First Hawaiian Bank, gaining more independence after emerging from the shadow of onetime controlling shareholder BNP Paribas, reported Thursday a 15.5 percent gain in third-quarter earnings on improved loan growth and higher interest rates.
The parent of the state’s largest bank, First Hawaiian Inc., said earnings rose to $67.4 million, or 50 cents a share, from $58.4 million, or 42 cents a share, in the year-earlier period.
“This was a good quarter as we had solid core financial performance, strong loan production, made significant progress reducing (higher- paying) public deposits (which are from state and local city and county entities), controlled our expenses and maintained excellent asset quality,” First Hawaiian Chairman and CEO Bob Harrison told analysts on an earnings conference call.

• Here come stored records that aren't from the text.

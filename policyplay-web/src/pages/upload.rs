use crate::components::alert::{AlertBanner, AlertKind};
use crate::i18n::t;
use policyplay_core::StructuredPolicy;
use yew::prelude::*;

#[derive(Properties, PartialEq, Clone)]
pub struct Props {
    #[prop_or_default]
    pub admin: bool,
    #[prop_or_default]
    pub file_name: Option<AttrValue>,
    #[prop_or_default]
    pub uploading: bool,
    #[prop_or_default]
    pub error: Option<AttrValue>,
    #[prop_or_default]
    pub result: Option<StructuredPolicy>,
    /// Raw `change` event from the file input.
    pub on_pick: Callback<Event>,
    pub on_upload: Callback<()>,
    pub on_reset: Callback<()>,
}

fn section(label: String, items: &[String]) -> Html {
    if items.is_empty() {
        return Html::default();
    }
    html! {
        <div>
            <h3 class="font-semibold text-lg">{ label }{ format!(" ({})", items.len()) }</h3>
            <ul class="list-disc ml-6">{ for items.iter().map(|i| html! { <li>{ i.clone() }</li> }) }</ul>
        </div>
    }
}

fn structured_view(policy: &StructuredPolicy, on_reset: &Callback<()>) -> Html {
    let reset = {
        let cb = on_reset.clone();
        Callback::from(move |_| cb.emit(()))
    };
    html! {
        <div class="card bg-base-100 shadow-xl" data-testid="upload-result">
            <div class="card-body gap-4">
                <div class="flex justify-between items-center">
                    <h2 class="card-title">{ t("upload.extracted") }</h2>
                    <button class="btn btn-outline btn-sm" onclick={reset} data-testid="upload-another">{ t("upload.another") }</button>
                </div>
                if let Some(title) = &policy.title {
                    <p class="text-xl font-bold">{ title.clone() }</p>
                }
                if let Some(summary) = &policy.summary {
                    <p>{ summary.clone() }</p>
                }
                { section(t("upload.rules"), &policy.rules) }
                { section(t("upload.roles"), &policy.roles) }
                { section(t("upload.definitions"), &policy.definitions) }
                { section(t("upload.exceptions"), &policy.exceptions) }
                { section(t("upload.clauses"), &policy.clauses) }
                { section(t("upload.risks"), &policy.risks) }
                { section(t("upload.sections"), &policy.policy_sections) }
                if !policy.raw_text.is_empty() {
                    <details>
                        <summary class="font-semibold">{ t("upload.raw_text") }</summary>
                        <pre class="whitespace-pre-wrap text-xs max-h-64 overflow-y-auto">{ policy.raw_text.clone() }</pre>
                    </details>
                }
            </div>
        </div>
    }
}

#[function_component(UploadPage)]
pub fn upload_page(p: &Props) -> Html {
    let onchange = {
        let cb = p.on_pick.clone();
        Callback::from(move |e: Event| cb.emit(e))
    };
    let upload = {
        let cb = p.on_upload.clone();
        Callback::from(move |_| cb.emit(()))
    };
    let title = if p.admin { t("upload.admin_title") } else { t("upload.title") };
    html! {
        <section class="max-w-4xl mx-auto space-y-6" data-testid="upload-page">
            <header>
                <h1 class="text-4xl font-bold">{ title }</h1>
                <p class="opacity-70">{ t("upload.subtitle") }</p>
            </header>
            <AlertBanner message={p.error.clone()} kind={AlertKind::Error} />
            if let Some(result) = &p.result {
                { structured_view(result, &p.on_reset) }
            } else {
                <div class="card bg-base-100 shadow">
                    <div class="card-body gap-4">
                        <input type="file" class="file-input file-input-bordered w-full"
                            accept=".pdf,.docx,.txt" {onchange} data-testid="upload-file" />
                        if let Some(name) = &p.file_name {
                            <p class="text-sm">{ t("upload.selected") }{ ": " }{ name.clone() }</p>
                        }
                        <button class="btn btn-primary" onclick={upload}
                            disabled={p.uploading || p.file_name.is_none()} data-testid="upload-submit">
                            if p.uploading {
                                <span class="loading loading-spinner"></span>
                                { t("upload.uploading") }
                            } else {
                                { t("upload.submit") }
                            }
                        </button>
                    </div>
                </div>
            }
        </section>
    }
}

First Hawaiian’s core net income, which does not include nonrecurring items, was $70.8 million, or 52 cents a share, to beat analysts’ consensus estimate by a penny. Core earnings from a year ago were $57 million, or 41 cents a share.
Loans rose 3.7 percent to $12.6 billion, deposits fell 5.2 percent to $16.7 billion and assets fell 2.8 percent to $20 billion. The bank’s net interest income, which is the difference between how much First Hawaiian pays for deposits compared with what it charges to lend out money, rose 6 percent to $141.3 million.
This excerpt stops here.